Luc (ce qu’il a fait par ailleurs en donnant une place centrale à l’Ascension***) tient fermement à témoigner que Dieu est universaliste : il transcende les genres et autres caractéristiques humaines. Universaliste, ce qui veut dire qu’il est concerné, intéressé, préoccupé, passionné par l’univers, le monde entier, vers qui il vient, pour qu’en christ, comme l’a dit son maître l’apôtre Paul, il n’y ait désormais  (entre autres) …plus l’homme et la femme  (Galates 3/28b), non qu’il les annule mais parce qu’en lui, avec lui, sont annulées toutes oppositions et déchirures.

 

De ces propos sur l’usage par Luc de l’Esprit Saint à l’Annonciation et à la Pentecôte dont il est le seul à avoir fait de (tels) récits, on peut aussi déduire comment il le considère : non pas comme une personne, ni non plus comme la figure d’un dogme (la Trinité), mais davantage comme une épiphanie, une manifestation de l’action de Dieu, qui pareillement à sa Parole par exemple est, non pas seulement un geste de Dieu mais je dirai un mouvement, je veux dire une action par et en laquelle Dieu s’engage totalement.
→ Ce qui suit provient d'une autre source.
// SPDX-License-Identifier: AGPL-3.0-or-later
//
// Copyright (C) 2026 Relational Network

//! # Expiry Sweeper
//!
//! Background task that keeps the in-memory security state bounded. Every
//! `interval` (the signature window by default) it:
//! 1. Drops replay entries whose expiry has passed.
//! 2. Drops rate-limit windows that have ended.
//!
//! Expired entries are already treated as absent by the stores; the sweep
//! only reclaims memory.
//!
//! ## Shutdown
//!
//! Uses `tokio_util::sync::CancellationToken` for graceful shutdown.

use std::sync::Arc;
use std::time::{Duration, Instant};

use chrono::Utc;
use tokio_util::sync::CancellationToken;
use tracing::{debug, info};

use crate::auth::{RateLimiter, ReplayStore};

pub struct Sweeper {
    replay: Arc<dyn ReplayStore>,
    rate_limiter: Arc<RateLimiter>,
    interval: Duration,
}

impl Sweeper {
    pub fn new(replay: Arc<dyn ReplayStore>, rate_limiter: Arc<RateLimiter>, interval: Duration) -> Self {
        Self {
            replay,
            rate_limiter,
            interval,
        }
    }

    /// Run the sweep loop until the cancellation token is triggered.
    ///
    /// ```rust,ignore
    /// tokio::spawn(sweeper.run(shutdown.clone()));
    /// ```
    pub async fn run(self, shutdown: CancellationToken) {
        info!(interval_secs = self.interval.as_secs(), "Expiry sweeper starting");

        loop {
            tokio::select! {
                _ = tokio::time::sleep(self.interval) => {},
                _ = shutdown.cancelled() => {
                    info!("Expiry sweeper shutting down");
                    return;
                }
            }

            self.sweep_step();
        }
    }

    /// Execute one sweep.
    fn sweep_step(&self) -> (usize, usize) {
        let replays = self.replay.purge_expired(Utc::now().timestamp_millis());
        let windows = self.rate_limiter.purge_stale(Instant::now());
        if replays > 0 || windows > 0 {
            debug!(
                replay_entries = replays,
                rate_limit_windows = windows,
                "Sweeper: purged expired entries"
            );
        }
        (replays, windows)
    }
}

#[cfg(test)]
mod tests {
    use super::*;
    use crate::auth::InMemoryReplayStore;
    use crate::config::RateLimitConfig;

    fn sweeper(window: Duration) -> (Sweeper, Arc<InMemoryReplayStore>, Arc<RateLimiter>) {
        let replay = Arc::new(InMemoryReplayStore::new());
        let limiter = Arc::new(RateLimiter::new(RateLimitConfig {
            max_requests: 10,
            window,
        }));
        let sweeper = Sweeper::new(
            replay.clone(),
            Arc::clone(&limiter),
            Duration::from_millis(10),
        );
        (sweeper, replay, limiter)
    }

    #[test]
    fn sweep_removes_only_expired_entries() {
        let (sweeper, replay, limiter) = sweeper(Duration::ZERO);
        let now = Utc::now().timestamp_millis();
        replay.try_consume("old:project_submission", now - 10_000, now - 1).unwrap();
        replay.try_consume("live:project_submission", now, now + 60_000).unwrap();
        limiter.check("203.0.113.1", Instant::now() - Duration::from_millis(5));

        assert_eq!(sweeper.sweep_step(), (1, 1));
        assert_eq!(replay.len(), 1);
        assert_eq!(limiter.tracked_clients(), 0);
    }

    #[tokio::test]
    async fn run_stops_on_cancel() {
        let (sweeper, _, _) = sweeper(Duration::from_secs(60));
        let shutdown = CancellationToken::new();
        let handle = tokio::spawn(sweeper.run(shutdown.clone()));

        shutdown.cancel();
        tokio::time::timeout(Duration::from_secs(1), handle)
            .await
            .expect("sweeper stops promptly")
            .unwrap();
    }
}
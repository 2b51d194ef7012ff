// SPDX-License-Identifier: AGPL-3.0-or-later
//
// Copyright (C) 2026 Relational Network

//! EcoChain - Carbon Credit Marketplace Backend
//!
//! Project owners submit carbon-offset projects signed with their wallet,
//! admins verify or reject them, and an off-chain indexer pushes minted,
//! transferred and retired credits to the sync endpoint. The marketplace
//! reads listings, statistics and retirement history from the same store.
//!
//! ## Modules
//!
//! - `api` - HTTP API handlers (Axum) and the router
//! - `auth` - Wallet signatures, replay protection, roles, rate limiting
//! - `security` - SSRF guard, input sanitizer, response headers
//! - `service` - Project submission/review and event sync logic
//! - `storage` - Embedded redb database and repositories
//! - `sweeper` - Background expiry of replay and rate-limit entries

pub mod api;
pub mod auth;
pub mod config;
pub mod error;
pub mod logging;
pub mod models;
pub mod security;
pub mod service;
pub mod state;
pub mod storage;
pub mod sweeper;
pub mod validation;

#[cfg(test)]
mod test_support;
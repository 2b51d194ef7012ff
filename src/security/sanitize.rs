// SPDX-License-Identifier: AGPL-3.0-or-later
//
// Copyright (C) 2026 Relational Network

//! Denylist stripping of markup from free-text project fields.
//!
//! Removes `<`, `>`, `javascript:` and inline handler patterns (`on…=`),
//! case-insensitively, then trims. This is a narrow filter applied before
//! persistence; rendering code must still encode output.

const JAVASCRIPT_URI: &[u8] = b"javascript:";

/// Strip dangerous patterns from `input`.
pub fn sanitize_rich_text(input: &str) -> String {
    let bytes = input.as_bytes();
    let mut out = String::with_capacity(input.len());
    let mut i = 0;
    let mut copied_from = 0;

    while i < bytes.len() {
        let skip = match bytes[i] {
            b'<' | b'>' => Some(1),
            _ if starts_with_ignore_case(&bytes[i..], JAVASCRIPT_URI) => Some(JAVASCRIPT_URI.len()),
            _ => handler_attribute_len(&bytes[i..]),
        };

        match skip {
            Some(len) => {
                out.push_str(&input[copied_from..i]);
                i += len;
                copied_from = i;
            }
            None => i += 1,
        }
    }
    out.push_str(&input[copied_from..]);

    out.trim().to_string()
}

fn starts_with_ignore_case(haystack: &[u8], needle: &[u8]) -> bool {
    haystack.len() >= needle.len() && haystack[..needle.len()].eq_ignore_ascii_case(needle)
}

/// Length of an `on<non-space>+=` match at the start of `s`, if any.
///
/// The non-space run is greedy, so the match ends at the last `=` before the
/// next whitespace.
fn handler_attribute_len(s: &[u8]) -> Option<usize> {
    if !starts_with_ignore_case(s, b"on") {
        return None;
    }
    let run_end = s
        .iter()
        .skip(2)
        .position(|b| b.is_ascii_whitespace())
        .map_or(s.len(), |p| p + 2);

    // At least one character must sit between "on" and "=".
    let eq = s[3.min(run_end)..run_end].iter().rposition(|&b| b == b'=')?;
    Some(3 + eq + 1)
}

#[cfg(test)]
mod tests {
    use super::*;

    #[test]
    fn strips_angle_brackets() {
        let cleaned = sanitize_rich_text("<script>alert(1)</script>");
        assert!(!cleaned.contains('<'));
        assert!(!cleaned.contains('>'));
        assert_eq!(cleaned, "scriptalert(1)/script");
    }

    #[test]
    fn strips_javascript_uri_case_insensitively() {
        assert_eq!(sanitize_rich_text("JavaScript:alert(1)"), "alert(1)");
    }

    #[test]
    fn strips_inline_handlers() {
        assert_eq!(
            sanitize_rich_text("<img src=x onerror=alert(1)>"),
            "img src=x alert(1)"
        );
        assert_eq!(sanitize_rich_text("x ONCLICK=go()"), "x go()");
    }

    #[test]
    fn leaves_ordinary_text_alone() {
        assert_eq!(
            sanitize_rich_text("  Amazon reforestation, phase one  "),
            "Amazon reforestation, phase one"
        );
        assert_eq!(sanitize_rich_text("person=x"), "person=x");
    }

    #[test]
    fn handles_multibyte_text() {
        assert_eq!(sanitize_rich_text("Forêt <b>été</b>"), "Forêt bété/b");
    }
}
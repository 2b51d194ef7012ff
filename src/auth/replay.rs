// SPDX-License-Identifier: AGPL-3.0-or-later
//
// Copyright (C) 2026 Relational Network

//! Replay protection for signed auth messages.
//!
//! A consumed `(signature, scope)` pair is remembered until its expiry so the
//! same signature cannot authorize a second request inside the validity
//! window. The store is injected into the verifier; the in-memory
//! implementation is process-local and is cleared by a restart.
//!
//! Deployments running several instances need a shared implementation of
//! [`ReplayStore`] (e.g. backed by an external cache with an atomic
//! set-if-absent); the in-memory store only protects a single process.

use std::collections::HashMap;
use std::sync::Mutex;

use super::message::Scope;

#[derive(Debug, thiserror::Error)]
pub enum ReplayError {
    #[error("replay store unavailable: {0}")]
    Unavailable(String),
}

/// Time-windowed set of consumed authorization keys.
pub trait ReplayStore: Send + Sync {
    /// Atomically record `key` unless a live entry already exists.
    ///
    /// Returns `Ok(true)` if the key was recorded, `Ok(false)` if it was
    /// already consumed and has not expired at `now_ms`.
    fn try_consume(&self, key: &str, now_ms: i64, expires_at_ms: i64) -> Result<bool, ReplayError>;

    /// Drop entries whose expiry is at or before `now_ms`. Returns how many were removed.
    fn purge_expired(&self, now_ms: i64) -> usize;

    /// Number of tracked entries, expired or not.
    fn len(&self) -> usize;

    fn is_empty(&self) -> bool {
        self.len() == 0
    }
}

/// Replay key for a canonically encoded signature under a scope.
pub fn replay_key(signature: &str, scope: Scope) -> String {
    format!("{signature}:{}", scope.as_str())
}

/// Mutex-guarded map from replay key to expiry (epoch ms).
#[derive(Debug, Default)]
pub struct InMemoryReplayStore {
    entries: Mutex<HashMap<String, i64>>,
}

impl InMemoryReplayStore {
    pub fn new() -> Self {
        Self::default()
    }
}

impl ReplayStore for InMemoryReplayStore {
    fn try_consume(&self, key: &str, now_ms: i64, expires_at_ms: i64) -> Result<bool, ReplayError> {
        let mut entries = self
            .entries
            .lock()
            .map_err(|_| ReplayError::Unavailable("lock poisoned".to_string()))?;

        // An entry past its expiry but not yet swept no longer blocks reuse.
        if let Some(&expiry) = entries.get(key) {
            if expiry > now_ms {
                return Ok(false);
            }
        }

        entries.insert(key.to_string(), expires_at_ms);
        Ok(true)
    }

    fn purge_expired(&self, now_ms: i64) -> usize {
        let Ok(mut entries) = self.entries.lock() else {
            return 0;
        };
        let before = entries.len();
        entries.retain(|_, expiry| *expiry > now_ms);
        before - entries.len()
    }

    fn len(&self) -> usize {
        self.entries.lock().map(|e| e.len()).unwrap_or(0)
    }
}
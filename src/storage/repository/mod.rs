// SPDX-License-Identifier: AGPL-3.0-or-later
//
// Copyright (C) 2026 Relational Network

//! Repository layer providing typed access to the marketplace database.
//!
//! Each repository borrows the [`Database`](super::Database) and owns the
//! reads and writes for one area of the schema.

pub mod ledger;
pub mod projects;
pub mod users;

pub use ledger::{
    CreditInventory, LedgerRepository, LedgerTransaction, MarketplaceListing, MarketplaceStats,
    OwnedCredit, RecordOutcome,
};
pub use projects::{
    NewProject, ProjectLocation, ProjectRepository, StatusUpdate, StoredProject,
    StoredStatusChange,
};
pub use users::{StoredUser, UserRepository};
// SPDX-License-Identifier: AGPL-3.0-or-later
//
// Copyright (C) 2026 Relational Network

use std::sync::Arc;

use crate::auth::{InMemoryReplayStore, RateLimiter, ReplayStore, SignatureVerifier};
use crate::config::AppConfig;
use crate::service::ProjectService;
use crate::storage::Database;

/// Shared handles passed to every handler and middleware.
#[derive(Clone)]
pub struct AppState {
    pub config: Arc<AppConfig>,
    pub db: Arc<Database>,
    pub rate_limiter: Arc<RateLimiter>,
    pub projects: ProjectService,
}

impl AppState {
    /// Wire state around an open database and an injected replay store.
    pub fn new(config: AppConfig, db: Database, replay: Arc<dyn ReplayStore>) -> Self {
        let db = Arc::new(db);
        let verifier = SignatureVerifier::new(replay).with_window(config.signature_window);
        let rate_limiter = Arc::new(RateLimiter::new(config.rate_limit));
        let projects = ProjectService::new(Arc::clone(&db), verifier);
        Self {
            config: Arc::new(config),
            db,
            rate_limiter,
            projects,
        }
    }

    /// State backed by the process-local replay store.
    pub fn with_in_memory_replay(config: AppConfig, db: Database) -> Self {
        Self::new(config, db, Arc::new(InMemoryReplayStore::new()))
    }
}
// SPDX-License-Identifier: AGPL-3.0-or-later
//
// Copyright (C) 2026 Relational Network

use axum::{extract::State, http::StatusCode, Json};
use serde::Serialize;
use utoipa::ToSchema;

use crate::state::AppState;

/// Health check response with individual component status.
#[derive(Debug, Serialize, ToSchema)]
pub struct ReadyResponse {
    /// Overall health status ("ok" or "degraded").
    pub status: String,
    /// Individual health checks and their results.
    pub checks: HealthChecks,
}

/// Individual health check results.
#[derive(Debug, Serialize, ToSchema)]
pub struct HealthChecks {
    /// Whether the service process is running.
    pub service: String,
    /// Whether the embedded database accepts read transactions.
    pub database: String,
    /// Whether `SYNC_API_KEY` is configured. The sync endpoint answers 503
    /// without it, but the rest of the API is unaffected.
    pub sync: String,
}

/// Simple health check response for liveness probes.
#[derive(Debug, Serialize, ToSchema)]
pub struct HealthResponse {
    pub status: String,
}

fn check_database(state: &AppState) -> String {
    match state.db.check() {
        Ok(()) => "ok".to_string(),
        Err(e) => {
            tracing::error!(error = %e, "Database health check failed");
            "unavailable".to_string()
        }
    }
}

/// Health check endpoint handler.
///
/// Returns 200 if the database is reachable, 503 otherwise.
#[utoipa::path(
    get,
    path = "/health",
    tag = "Health",
    responses(
        (status = 200, description = "Service is healthy", body = ReadyResponse),
        (status = 503, description = "Service is unhealthy", body = ReadyResponse)
    )
)]
pub async fn health(State(state): State<AppState>) -> (StatusCode, Json<ReadyResponse>) {
    let database = check_database(&state);
    let sync = if state.config.sync_api_key.is_some() {
        "ok"
    } else {
        "unconfigured"
    };

    let all_ok = database == "ok";
    let response = ReadyResponse {
        status: if all_ok { "ok" } else { "degraded" }.to_string(),
        checks: HealthChecks {
            service: "ok".to_string(),
            database,
            sync: sync.to_string(),
        },
    };

    let status = if all_ok {
        StatusCode::OK
    } else {
        StatusCode::SERVICE_UNAVAILABLE
    };

    (status, Json(response))
}

/// Liveness probe handler.
///
/// Always returns 200 if the process is running.
#[utoipa::path(
    get,
    path = "/health/live",
    tag = "Health",
    responses(
        (status = 200, description = "Service is alive", body = HealthResponse)
    )
)]
pub async fn liveness() -> Json<HealthResponse> {
    Json(HealthResponse {
        status: "ok".to_string(),
    })
}

/// Readiness probe handler.
#[utoipa::path(
    get,
    path = "/health/ready",
    tag = "Health",
    responses(
        (status = 200, description = "Service is ready", body = ReadyResponse),
        (status = 503, description = "Service is not ready", body = ReadyResponse)
    )
)]
pub async fn readiness(state: State<AppState>) -> (StatusCode, Json<ReadyResponse>) {
    health(state).await
}
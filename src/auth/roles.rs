// SPDX-License-Identifier: AGPL-3.0-or-later
//
// Copyright (C) 2026 Relational Network

//! User roles for authorization.

use serde::{Deserialize, Serialize};
use utoipa::ToSchema;

/// Marketplace user roles.
///
/// - `Admin` - may review projects (verify / reject)
/// - `Seller` - lists credits from own projects
/// - `Buyer` - default for wallets first seen on submission
#[derive(Debug, Clone, Copy, PartialEq, Eq, Hash, Serialize, Deserialize, ToSchema, Default)]
#[serde(rename_all = "lowercase")]
pub enum Role {
    #[default]
    Buyer,
    Seller,
    Admin,
}

impl Role {
    /// Check if this role has at least the privileges of the required role.
    pub fn has_privilege(&self, required: Role) -> bool {
        match (self, required) {
            (Role::Admin, _) => true,
            (Role::Seller, Role::Seller | Role::Buyer) => true,
            (Role::Buyer, Role::Buyer) => true,
            _ => false,
        }
    }
}

impl std::fmt::Display for Role {
    fn fmt(&self, f: &mut std::fmt::Formatter<'_>) -> std::fmt::Result {
        match self {
            Role::Buyer => write!(f, "buyer"),
            Role::Seller => write!(f, "seller"),
            Role::Admin => write!(f, "admin"),
        }
    }
}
Cette acception de l’Esprit Saint, me semble-t-il est parfaitement illustrée par la forme sous laquelle il est représenté : des langues, comme de feu, se partageaient et se posaient sur chacun deux, écrit-il dans le Livre des Actes, comme il écrit dans son évangile : lEsprit Saint viendra sur toi et la puissance du Très-Haut te couvrira de sa nuée. Deux images qui rappellent ce que disait de la présence active de Dieu auprès de son peuple dans le désert Exode 13/21-22 : Le Seigneur lui-même marchait à leur tête, colonne de nuée le jour, pour leur ouvrir la route, colonne de feu la nuit, pour les éclairer.

 

 

* Voir Gregory J. Riley : One Jesus, many  Christs, Harper, San Francisco 1997

** Luc est avec Jean le grand théologien de l’Incarnation

*** Ce que nous avons relevé lors notre deuxième rencontre.